I was dragged out of sleep and still a bit disorientated so my first thoughts were instantly war related, "Was China finally invading Taiwan and they're retaliating with a bomb attack by plane?". As I stood on my balcony being deafened by the noise, I scanned around the street-level below, "phew", there were people walking around as usual, and the workmen next door were still laying the foundations for a new apartment block (six months it's taken them so far, I don't know what they're doing, barely any progress has been made). There was no panic at all in fact, I saw nobody running to fetch their precious belongings before they escape the city. No planes, no bombs, no biochemical disaster, so why was an air-raid siren going off for almost one hour?

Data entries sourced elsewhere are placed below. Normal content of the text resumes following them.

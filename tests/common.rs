//! Common test fixtures for the referral intake integration tests
//!
//! Builds a `ReferralService` on a temporary sled database, the in-memory
//! CRM and recording notification providers.

#![allow(dead_code)]

use referral_intake::crm::Clock;
use referral_intake::intake::{
    ConsentPayload, CounselorSubmission, LinkBuilder, ProofUpload, StudentPayload,
};
use referral_intake::notify::{
    DestinationDirectory, EmailProvider, NotificationDispatcher, SmsProvider,
};
use referral_intake::referral::{ConsentMethod, CounselorContact, ParentContact, SignatureImage};
use referral_intake::testing::{
    mock_sync_client, ManualClock, MockCrmTransport, RecordingEmailProvider, RecordingSmsProvider,
};
use referral_intake::config::{DestinationEntry, HouseManagerContact};
use referral_intake::{ReferralService, ReferralStore};
use std::collections::HashMap;
use std::sync::Arc;
use std::time::Duration;

pub const BASE_URL: &str = "https://intake.example.org";

/// Shared fixture for intake flow tests
pub struct IntakeFixture {
    pub service: ReferralService,
    pub transport: Arc<MockCrmTransport>,
    pub email: Arc<RecordingEmailProvider>,
    pub sms: Arc<RecordingSmsProvider>,
    pub clock: Arc<ManualClock>,
}

impl IntakeFixture {
    /// Fixture with recording email and SMS providers
    pub fn new() -> Self {
        let email = Arc::new(RecordingEmailProvider::new());
        let sms = Arc::new(RecordingSmsProvider::new());
        let dispatcher = NotificationDispatcher::new(
            Some(email.clone() as Arc<dyn EmailProvider>),
            Some(sms.clone() as Arc<dyn SmsProvider>),
        );
        Self::build(dispatcher, email, sms)
    }

    /// Fixture with a custom dispatcher. The recording providers are unused.
    pub fn with_dispatcher(dispatcher: NotificationDispatcher) -> Self {
        Self::build(
            dispatcher,
            Arc::new(RecordingEmailProvider::new()),
            Arc::new(RecordingSmsProvider::new()),
        )
    }

    fn build(
        dispatcher: NotificationDispatcher,
        email: Arc<RecordingEmailProvider>,
        sms: Arc<RecordingSmsProvider>,
    ) -> Self {
        let db = sled::Config::new()
            .temporary(true)
            .open()
            .expect("Failed to open temporary database");
        let store = ReferralStore::new(db).expect("Failed to create referral store");

        let transport = Arc::new(MockCrmTransport::new());
        let clock = Arc::new(ManualClock::fixed());
        let crm = mock_sync_client(
            Arc::clone(&transport),
            clock.clone() as Arc<dyn Clock>,
            Duration::from_secs(5),
        );

        let service = ReferralService::new(
            store,
            Arc::new(crm),
            Arc::new(dispatcher),
            directory(),
            LinkBuilder::new(BASE_URL),
        )
        .with_clock(clock.clone());

        Self {
            service,
            transport,
            email,
            sms,
            clock,
        }
    }
}

/// One destination with a house manager reachable by email.
pub fn directory() -> DestinationDirectory {
    let mut entries = HashMap::new();
    entries.insert(
        "north".to_string(),
        DestinationEntry {
            organization_name: "North House".to_string(),
            house_manager: Some(HouseManagerContact {
                name: "Avi Mizrahi".to_string(),
                email: Some("avi@north.example".to_string()),
                phone: None,
            }),
        },
    );
    DestinationDirectory::new("Youth Referral Program", entries)
}

pub fn counselor() -> CounselorContact {
    CounselorContact {
        name: "Dana Levi".to_string(),
        email: "dana@school.example".to_string(),
        mobile: "050-123-4567".to_string(),
        school_name: "Hillside High".to_string(),
    }
}

pub fn digital_submission() -> CounselorSubmission {
    CounselorSubmission {
        counselor: counselor(),
        parent: ParentContact {
            email: Some("parent@example.org".to_string()),
            phone: Some("052-111-2222".to_string()),
        },
        consent_method: ConsentMethod::Digital,
        destination: Some("north".to_string()),
        consent_proof: None,
    }
}

pub fn manual_submission(with_proof: bool) -> CounselorSubmission {
    CounselorSubmission {
        consent_method: ConsentMethod::Manual,
        consent_proof: with_proof.then(|| ProofUpload {
            file_name: "signed-consent.pdf".to_string(),
            mime_type: "application/pdf".to_string(),
            bytes: b"%PDF-1.4 consent".to_vec(),
        }),
        ..digital_submission()
    }
}

pub fn consent_payload() -> ConsentPayload {
    ConsentPayload {
        parent_names: vec!["Miriam Cohen".to_string()],
        signatures: vec![SignatureImage {
            signer_name: "Miriam Cohen".to_string(),
            // "signature" in base64
            image_data: "data:image/png;base64,c2lnbmF0dXJl".to_string(),
        }],
        consent_confirmed: true,
    }
}

pub fn student_payload(risk_level: i64) -> StudentPayload {
    StudentPayload {
        first_name: "Noa".to_string(),
        last_name: "Cohen".to_string(),
        date_of_birth: Some("2010-04-02".to_string()),
        grade: Some("9".to_string()),
        risk_level,
        notes: None,
    }
}
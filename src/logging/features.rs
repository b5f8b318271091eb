//! Feature-specific logging macros
//!
//! Each macro logs under the target of one subsystem so that its verbosity
//! can be tuned through `LogConfig::features`.

/// Feature categories for logging
#[derive(Debug, Clone, Copy, PartialEq, Eq)]
pub enum LogFeature {
    Crm,
    Store,
    Intake,
    Notify,
}

impl LogFeature {
    /// Get the target string for this feature
    pub fn target(&self) -> &'static str {
        match self {
            LogFeature::Crm => "referral_intake::crm",
            LogFeature::Store => "referral_intake::store",
            LogFeature::Intake => "referral_intake::intake",
            LogFeature::Notify => "referral_intake::notify",
        }
    }

    /// Key used for this feature in `LogConfig::features`.
    pub fn config_key(&self) -> &'static str {
        match self {
            LogFeature::Crm => "crm",
            LogFeature::Store => "store",
            LogFeature::Intake => "intake",
            LogFeature::Notify => "notify",
        }
    }
}

// CRM logging macros
#[macro_export]
macro_rules! log_crm_debug {
    ($($arg:tt)*) => {
        log::debug!(target: "referral_intake::crm", $($arg)*)
    };
}

#[macro_export]
macro_rules! log_crm_info {
    ($($arg:tt)*) => {
        log::info!(target: "referral_intake::crm", $($arg)*)
    };
}

#[macro_export]
macro_rules! log_crm_warn {
    ($($arg:tt)*) => {
        log::warn!(target: "referral_intake::crm", $($arg)*)
    };
}

// Intake logging macros
#[macro_export]
macro_rules! log_intake_debug {
    ($($arg:tt)*) => {
        log::debug!(target: "referral_intake::intake", $($arg)*)
    };
}

#[macro_export]
macro_rules! log_intake_info {
    ($($arg:tt)*) => {
        log::info!(target: "referral_intake::intake", $($arg)*)
    };
}

#[macro_export]
macro_rules! log_intake_warn {
    ($($arg:tt)*) => {
        log::warn!(target: "referral_intake::intake", $($arg)*)
    };
}

#[macro_export]
macro_rules! log_intake_error {
    ($($arg:tt)*) => {
        log::error!(target: "referral_intake::intake", $($arg)*)
    };
}

// Notification logging macros
#[macro_export]
macro_rules! log_notify_debug {
    ($($arg:tt)*) => {
        log::debug!(target: "referral_intake::notify", $($arg)*)
    };
}

#[macro_export]
macro_rules! log_notify_info {
    ($($arg:tt)*) => {
        log::info!(target: "referral_intake::notify", $($arg)*)
    };
}

#[macro_export]
macro_rules! log_notify_warn {
    ($($arg:tt)*) => {
        log::warn!(target: "referral_intake::notify", $($arg)*)
    };
}

#[cfg(test)]
mod tests {
    use super::*;
    use crate::logging::TARGET_PREFIX;

    #[test]
    fn test_targets_share_prefix() {
        for feature in [
            LogFeature::Crm,
            LogFeature::Store,
            LogFeature::Intake,
            LogFeature::Notify,
        ] {
            assert_eq!(
                feature.target(),
                format!("{}::{}", TARGET_PREFIX, feature.config_key())
            );
        }
    }
}
//! Referral store integration tests on a temporary sled database.

mod common;

use common::counselor;
use referral_intake::referral::{ConsentMethod, ParentContact, Priority, Referral, ReferralStatus};
use referral_intake::store::{ReferralPatch, ReferralStore, StoreError};
use std::sync::Arc;

fn temp_store() -> ReferralStore {
    let db = sled::Config::new()
        .temporary(true)
        .open()
        .expect("Failed to open temporary database");
    ReferralStore::new(db).expect("Failed to create referral store")
}

fn referral(number: &str) -> Referral {
    Referral::new(
        number.to_string(),
        ReferralStatus::PendingConsent,
        ConsentMethod::Digital,
        counselor(),
        ParentContact {
            email: Some("parent@example.org".to_string()),
            phone: None,
        },
        Some("north".to_string()),
    )
}

#[test]
fn test_partial_update_preserves_other_fields() {
    let store = temp_store();
    store.insert(referral("REF-202501-0001")).unwrap();

    store
        .update(
            "REF-202501-0001",
            &ReferralPatch::new().external_record_id("a0R000000000001"),
        )
        .unwrap();
    let updated = store
        .update(
            "REF-202501-0001",
            &ReferralPatch::new()
                .status(ReferralStatus::ConsentSigned)
                .priority(Priority::Medium),
        )
        .unwrap();

    assert_eq!(updated.status, ReferralStatus::ConsentSigned);
    assert_eq!(updated.priority, Some(Priority::Medium));
    assert_eq!(updated.external_record_id.as_deref(), Some("a0R000000000001"));
    assert_eq!(updated.destination.as_deref(), Some("north"));
    assert_eq!(updated.counselor, counselor());
    assert!(updated.updated_at >= updated.created_at);

    let read = store.get_by_referral_number("REF-202501-0001").unwrap();
    assert_eq!(read, updated);
}

#[test]
fn test_duplicate_insert_is_refused() {
    let store = temp_store();
    store.insert(referral("REF-202501-0002")).unwrap();

    let mut other = referral("REF-202501-0002");
    other.consent_method = ConsentMethod::Manual;
    let err = store.insert(other).unwrap_err();
    assert!(matches!(err, StoreError::DuplicateReferralNumber(n) if n == "REF-202501-0002"));

    // The original is untouched.
    let stored = store.get_by_referral_number("REF-202501-0002").unwrap();
    assert_eq!(stored.consent_method, ConsentMethod::Digital);
    assert_eq!(store.len(), 1);
}

#[test]
fn test_relinking_to_another_record_is_refused() {
    let store = temp_store();
    store.insert(referral("REF-202501-0003")).unwrap();
    store
        .update(
            "REF-202501-0003",
            &ReferralPatch::new().external_record_id("a0R000000000001"),
        )
        .unwrap();

    // The same id again is fine.
    store
        .update(
            "REF-202501-0003",
            &ReferralPatch::new().external_record_id("a0R000000000001"),
        )
        .unwrap();

    let err = store
        .update(
            "REF-202501-0003",
            &ReferralPatch::new()
                .external_record_id("a0R000000000002")
                .status(ReferralStatus::Completed),
        )
        .unwrap_err();
    assert!(matches!(
        err,
        StoreError::ExternalRecordConflict { ref existing, ref attempted, .. }
            if existing == "a0R000000000001" && attempted == "a0R000000000002"
    ));
    // Nothing from the refused patch was applied.
    assert_eq!(
        store.get_by_referral_number("REF-202501-0003").unwrap().status,
        ReferralStatus::PendingConsent
    );
}

#[tokio::test]
async fn test_concurrent_updates_are_not_lost() {
    let store = Arc::new(temp_store());
    store.insert(referral("REF-202501-0005")).unwrap();

    let status_writer = {
        let store = Arc::clone(&store);
        tokio::task::spawn_blocking(move || {
            for _ in 0..50 {
                store
                    .update(
                        "REF-202501-0005",
                        &ReferralPatch::new().status(ReferralStatus::ConsentSigned),
                    )
                    .unwrap();
            }
        })
    };
    let link_writer = {
        let store = Arc::clone(&store);
        tokio::task::spawn_blocking(move || {
            for _ in 0..50 {
                store
                    .update(
                        "REF-202501-0005",
                        &ReferralPatch::new().external_record_id("a0R000000000005"),
                    )
                    .unwrap();
            }
        })
    };
    status_writer.await.unwrap();
    link_writer.await.unwrap();

    let stored = store.get_by_referral_number("REF-202501-0005").unwrap();
    assert_eq!(stored.status, ReferralStatus::ConsentSigned);
    assert_eq!(stored.external_record_id.as_deref(), Some("a0R000000000005"));
}
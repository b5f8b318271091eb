//! Lifecycle rules across both consent paths.

use referral_intake::referral::state::apply;
use referral_intake::referral::{ConsentMethod, Priority, ReferralStatus, TransitionWarning, Trigger};

const ALL_STATUSES: [ReferralStatus; 4] = [
    ReferralStatus::PendingConsent,
    ReferralStatus::ConsentWithRep,
    ReferralStatus::ConsentSigned,
    ReferralStatus::Completed,
];

#[test]
fn test_digital_path_walkthrough() {
    let status = ReferralStatus::initial(ConsentMethod::Digital, false);
    assert_eq!(status, ReferralStatus::PendingConsent);

    let signed = apply(ConsentMethod::Digital, status, Trigger::ConsentSigned).unwrap();
    assert_eq!(signed.to, ReferralStatus::ConsentSigned);
    assert!(!signed.is_resubmission());

    let completed = apply(ConsentMethod::Digital, signed.to, Trigger::StudentDataSubmitted).unwrap();
    assert_eq!(completed.to, ReferralStatus::Completed);
    assert!(completed.warnings.is_empty());
}

#[test]
fn test_manual_path_without_proof_warns() {
    let status = ReferralStatus::initial(ConsentMethod::Manual, false);
    let completed = apply(ConsentMethod::Manual, status, Trigger::StudentDataSubmitted).unwrap();
    assert_eq!(completed.to, ReferralStatus::Completed);
    assert_eq!(completed.warnings, vec![TransitionWarning::MissingConsentProof]);
}

#[test]
fn test_manual_referrals_never_accept_digital_consent() {
    for status in ALL_STATUSES {
        assert!(apply(ConsentMethod::Manual, status, Trigger::ConsentSigned).is_err());
    }
}

#[test]
fn test_student_data_requires_consent() {
    let rejected = apply(
        ConsentMethod::Digital,
        ReferralStatus::PendingConsent,
        Trigger::StudentDataSubmitted,
    )
    .unwrap_err();
    assert_eq!(rejected.status, ReferralStatus::PendingConsent);
    assert!(rejected.to_string().contains("pending_consent"));
}

#[test]
fn test_completed_accepts_only_student_resubmission() {
    for method in [ConsentMethod::Digital, ConsentMethod::Manual] {
        let again = apply(method, ReferralStatus::Completed, Trigger::StudentDataSubmitted).unwrap();
        assert!(again.is_resubmission());
        assert!(again.warnings.is_empty());
        assert!(apply(method, ReferralStatus::Completed, Trigger::ConsentSigned).is_err());
    }
}

#[test]
fn test_no_transition_moves_backwards() {
    let rank = |s: ReferralStatus| match s {
        ReferralStatus::PendingConsent => 0,
        ReferralStatus::ConsentWithRep | ReferralStatus::ConsentSigned => 1,
        ReferralStatus::Completed => 2,
    };
    for method in [ConsentMethod::Digital, ConsentMethod::Manual] {
        for status in ALL_STATUSES {
            for trigger in [Trigger::ConsentSigned, Trigger::StudentDataSubmitted] {
                if let Ok(t) = apply(method, status, trigger) {
                    assert!(rank(t.to) >= rank(t.from), "{:?} went backwards", t);
                }
            }
        }
    }
}

#[test]
fn test_priority_boundaries() {
    assert_eq!(Priority::from_risk_level(0), Priority::Low);
    assert_eq!(Priority::from_risk_level(3), Priority::Low);
    assert_eq!(Priority::from_risk_level(4), Priority::Medium);
    assert_eq!(Priority::from_risk_level(6), Priority::Medium);
    assert_eq!(Priority::from_risk_level(7), Priority::High);
    assert_eq!(Priority::from_risk_level(10), Priority::High);
}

I wouldn't be surprised if nobody knows the reason for this, but probably not many will question it at all. It seems that the way things are here means that civilians just have to sit back and take whatever anybody throws at them, no complaining, no questioning. For example, one day a few weeks ago the government-controlled electric company (The State Grid -- also who Kimi works for) decided to turn off power to the whole area where I live for most of a day. Apparently this was printed in the local paper, but a lot of my neighbours and I obviously didn't have a clue (I could tell by the shouting outside, I didn't need to understand Chinese to get that). The excuse for this was that the company wanted to save electricity in the city (this coming from the highest polluting country in the world). Thanks for the personal letter of warning for that -- we got nothing. But this isn't the way things work in China, "they" say it, you do it.
The State Grid building opposite my home. Their motto: "If we decide to randomly switch off your electricity, deal with it".
Sometimes it really does feel like I'm in a completely foreign country, thousands of miles away from my own.
1 comment:
Well,guess u were right,we dont really question much,not until it gets serious!